The IT team noticed suspicious activity and promptly de-activated systems to control the attack. Emergency procedures were enforced and hospital staff used pen and paper to log patient information. With no critical IT systems access, it was decided to re-route ambulances from Health & Hospital Corporation of Marion County to other facilities.
Eskenazi Health launched an investigation to find out the nature and magnitude of the attack. According to the forensic investigation results, the hackers had initially accessed its systems on May 19, 2021 and deactivated its security systems to make sure their access to the network is not noticed. The breach was discovered only after ransomware deployment and encryption of files began.
The forensic investigators affirmed the removal of the attackers from its network and the restored security of its systems. The preliminary investigation into the incident suggested the attackers did not access or steal patient information. Eskenazi Health stated it didn’t give ransom payment and recovered the encrypted data using backup copies.
Eskenazi Health gave an update on October 1, 2021 confirming the added information that the gang responsible for the attack had exfiltrated files with patient data from its systems. A number of those files were published on a dark web data leak page.

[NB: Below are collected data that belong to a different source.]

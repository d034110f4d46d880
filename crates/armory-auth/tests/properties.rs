//! Property-based tests for the evaluator's invariants.

use armory_auth::{
    capabilities_for, DenyReason, EntityPolicy, Evaluator, PermissionCheckResult,
    PermissionContext, PolicyTable, Scopes,
};
use armory_types::{Action, Actor, EntityRef, EntityType, Role, Scope, TryNew};
use proptest::prelude::*;
use proptest::sample::select;

// ─── Strategies ───────────────────────────────────────────────

fn role() -> impl Strategy<Value = Role> {
    select(Role::ALL.to_vec())
}

fn entity_type() -> impl Strategy<Value = EntityType> {
    select(EntityType::ALL.to_vec())
}

fn action() -> impl Strategy<Value = Action> {
    select(Action::ALL.to_vec())
}

fn scope() -> impl Strategy<Value = Option<Scope>> {
    proptest::option::of(select(Scope::ALL.to_vec()))
}

fn identity() -> impl Strategy<Value = String> {
    "u[1-3]"
}

fn actor() -> impl Strategy<Value = Actor> {
    (identity(), role()).prop_map(|(id, role)| Actor::new(id, role))
}

/// Well-formed entity: owned, global, or global with a recorded creator.
fn entity() -> impl Strategy<Value = EntityRef> {
    ("[a-z]{1,6}", proptest::option::of(identity()), any::<bool>()).prop_map(
        |(id, owner, global)| match (owner, global) {
            (Some(owner), false) => EntityRef::owned(id, owner),
            (Some(owner), true) => EntityRef::global_with_creator(id, owner),
            (None, _) => EntityRef::global(id),
        },
    )
}

/// Arbitrary valid table: random deltas per (type, role, action).
fn policy_table() -> impl Strategy<Value = PolicyTable> {
    let cells = EntityType::ALL.len() * Role::ALL.len() * Action::CONCRETE.len();
    (
        proptest::collection::vec(0u8..4, cells),
        proptest::collection::vec(any::<bool>(), EntityType::ALL.len()),
    )
        .prop_map(|(bits, ownable)| {
            let mut bits = bits.into_iter();
            let entries = EntityType::ALL
                .into_iter()
                .zip(ownable)
                .map(|(entity_type, ownable)| {
                    let mut policy = if ownable {
                        EntityPolicy::ownable()
                    } else {
                        EntityPolicy::unowned()
                    };
                    for role in Role::ALL {
                        for action in Action::CONCRETE {
                            let mut scopes = Scopes::from_bits_truncate(bits.next().unwrap_or(0));
                            if !ownable {
                                scopes.remove(Scopes::OWN);
                            }
                            policy = policy.grant(role, action, scopes);
                        }
                    }
                    (entity_type, policy)
                })
                .collect();
            PolicyTable::try_new(entries).expect("generated table is valid")
        })
}

fn check(
    evaluator: &Evaluator,
    actor: Option<&Actor>,
    entity_type: EntityType,
    entity: &EntityRef,
    action: Action,
    scope: Option<Scope>,
) -> PermissionCheckResult {
    let ctx = PermissionContext::new(actor, entity_type, action)
        .on(entity)
        .with_optional_scope(scope);
    evaluator.evaluate(&ctx)
}

// ─── Exhaustive Checks ────────────────────────────────────────

#[test]
fn builtin_roles_are_monotonic() {
    for (i, low) in Role::ALL.into_iter().enumerate() {
        for high in Role::ALL.into_iter().skip(i) {
            assert!(
                capabilities_for(low).is_subset_of(&capabilities_for(high)),
                "{low} must not exceed {high}"
            );
        }
    }
}

// ─── Property-Based Tests ─────────────────────────────────────

proptest! {
    /// Monotonicity holds for any table, not just the builtin one
    #[test]
    fn any_table_is_monotonic(table in policy_table()) {
        for (i, low) in Role::ALL.into_iter().enumerate() {
            for high in Role::ALL.into_iter().skip(i) {
                prop_assert!(table.capabilities(low).is_subset_of(&table.capabilities(high)));
            }
        }
    }

    /// Admin may do everything, whatever scope is named
    #[test]
    fn admin_is_total(
        table in policy_table(),
        id in identity(),
        entity_type in entity_type(),
        entity in entity(),
        action in action(),
        scope in scope(),
    ) {
        let evaluator = Evaluator::new(table);
        let admin = Actor::new(id, Role::Admin);
        let result = check(&evaluator, Some(&admin), entity_type, &entity, action, scope);
        prop_assert_eq!(result, PermissionCheckResult::allow());

        let type_level = PermissionContext::new(Some(&admin), entity_type, action)
            .with_optional_scope(scope);
        prop_assert_eq!(evaluator.evaluate(&type_level), PermissionCheckResult::allow());
    }

    /// Anonymous callers are always denied with the same reason
    #[test]
    fn unauthenticated_always_denied(
        entity_type in entity_type(),
        entity in entity(),
        action in action(),
        scope in scope(),
    ) {
        let result = check(&Evaluator::default(), None, entity_type, &entity, action, scope);
        prop_assert_eq!(result, PermissionCheckResult::deny(DenyReason::Unauthenticated, false));
    }

    /// Global content is satisfied only by an `any` grant
    #[test]
    fn global_never_satisfied_by_own(
        actor in actor(),
        entity_type in entity_type(),
        owner in proptest::option::of(identity()),
        action in action(),
    ) {
        let evaluator = Evaluator::default();
        let entity = match owner {
            Some(owner) => EntityRef::global_with_creator("g", owner),
            None => EntityRef::global("g"),
        };
        let holds_any = evaluator
            .capabilities_for(actor.role)
            .allows(entity_type, action, Scope::Any);

        for scope in [None, Some(Scope::Own), Some(Scope::Any)] {
            let result = check(&evaluator, Some(&actor), entity_type, &entity, action, scope);
            let own_on_unowned = scope == Some(Scope::Own)
                && actor.role != Role::Admin
                && !evaluator.policy().entity(entity_type).is_ownable();
            prop_assert_eq!(result.allowed, holds_any && !own_on_unowned);
        }
    }

    /// Denials never carry an elevation hint that no higher role would honor
    #[test]
    fn elevation_implies_higher_role_allowed(
        actor in actor(),
        entity_type in entity_type(),
        entity in entity(),
        action in action(),
        scope in scope(),
    ) {
        let evaluator = Evaluator::default();
        let result = check(&evaluator, Some(&actor), entity_type, &entity, action, scope);
        if result.requires_elevation {
            prop_assert!(!result.allowed);
            let upgraded = actor.role.above().any(|role| {
                let higher = Actor::new(actor.id.clone(), role);
                check(&evaluator, Some(&higher), entity_type, &entity, action, scope).allowed
            });
            prop_assert!(upgraded);
        }
        if result.allowed {
            prop_assert_eq!(result, PermissionCheckResult::allow());
        }
        if result.reason == Some(DenyReason::GlobalContentRequiresElevatedRole) {
            prop_assert!(entity.is_global());
            prop_assert!(evaluator
                .capabilities_for(actor.role)
                .allows(entity_type, action, Scope::Own));
        }
    }

    /// Bulk results partition the input and preserve its order
    #[test]
    fn bulk_partitions_in_order(
        actor in proptest::option::of(actor()),
        entities in proptest::collection::vec(entity(), 0..24),
        entity_type in entity_type(),
        action in action(),
        scope in scope(),
    ) {
        let evaluator = Evaluator::default();
        let result = evaluator
            .evaluate_bulk(actor.as_ref(), &entities, entity_type, action, scope)
            .expect("well-formed entities");

        prop_assert_eq!(result.len(), entities.len());

        let (expected_allowed, expected_denied): (Vec<&EntityRef>, Vec<&EntityRef>) = entities
            .iter()
            .partition(|e| check(&evaluator, actor.as_ref(), entity_type, e, action, scope).allowed);

        prop_assert!(result
            .allowed
            .iter()
            .zip(&expected_allowed)
            .all(|(a, b)| std::ptr::eq(*a, *b)));
        prop_assert!(result
            .denied
            .iter()
            .zip(&expected_denied)
            .all(|(a, b)| std::ptr::eq(*a, *b)));
        prop_assert_eq!(result.allowed_count(), expected_allowed.len());
        prop_assert_eq!(result.denied_count(), expected_denied.len());

        let any = evaluator
            .can_perform_action_on_any(actor.as_ref(), &entities, entity_type, action, scope)
            .expect("well-formed entities");
        prop_assert_eq!(any, !expected_allowed.is_empty());
    }
}
//! Fallible construction.
//!
//! | Pattern | Use When |
//! |---------|----------|
//! | `new()` | Construction always succeeds |
//! | [`TryNew`] | Construction validates an invariant and may fail |
//! | `TryFrom<T>` | Converting from another type |
//!
//! Types implementing `TryNew` do not also offer a plain `new()` that
//! performs the same validation; the `try_` prefix keeps fallibility
//! visible at the call site.

/// Constructor that validates its arguments.
///
/// Keep validation pure: `try_new` must not log or touch external state.
///
/// # Example
///
/// ```
/// use armory_types::TryNew;
///
/// struct Percent(u8);
///
/// #[derive(Debug)]
/// struct OutOfRange;
///
/// impl TryNew for Percent {
///     type Error = OutOfRange;
///     type Args = u8;
///
///     fn try_new(value: u8) -> Result<Self, Self::Error> {
///         if value > 100 {
///             return Err(OutOfRange);
///         }
///         Ok(Percent(value))
///     }
/// }
///
/// assert!(Percent::try_new(50).is_ok());
/// assert!(Percent::try_new(101).is_err());
/// ```
pub trait TryNew: Sized {
    /// Returned when validation fails.
    type Error;

    /// Construction arguments; use a tuple for several.
    type Args;

    /// Validates `args` and builds the value.
    ///
    /// # Errors
    ///
    /// Returns `Self::Error` when `args` violate the type's invariant.
    fn try_new(args: Self::Args) -> Result<Self, Self::Error>;
}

An analysis of the stolen information affirmed the inclusion of the following data in the files: names, birth dates, addresses, email addresses, phone numbers, ages, medical record numbers, Social Security numbers, passport numbers, driver’s license numbers, face photos, patient account numbers, credit card data, diagnoses, doctor names, prescribed medications, dates of service, medical insurance data, and cause/date of death for dead patients.
Eskenazi Health is sending notification letters to affected persons and offered free credit monitoring and identity theft protection services. The number of patients affected by the attack is presently uncertain.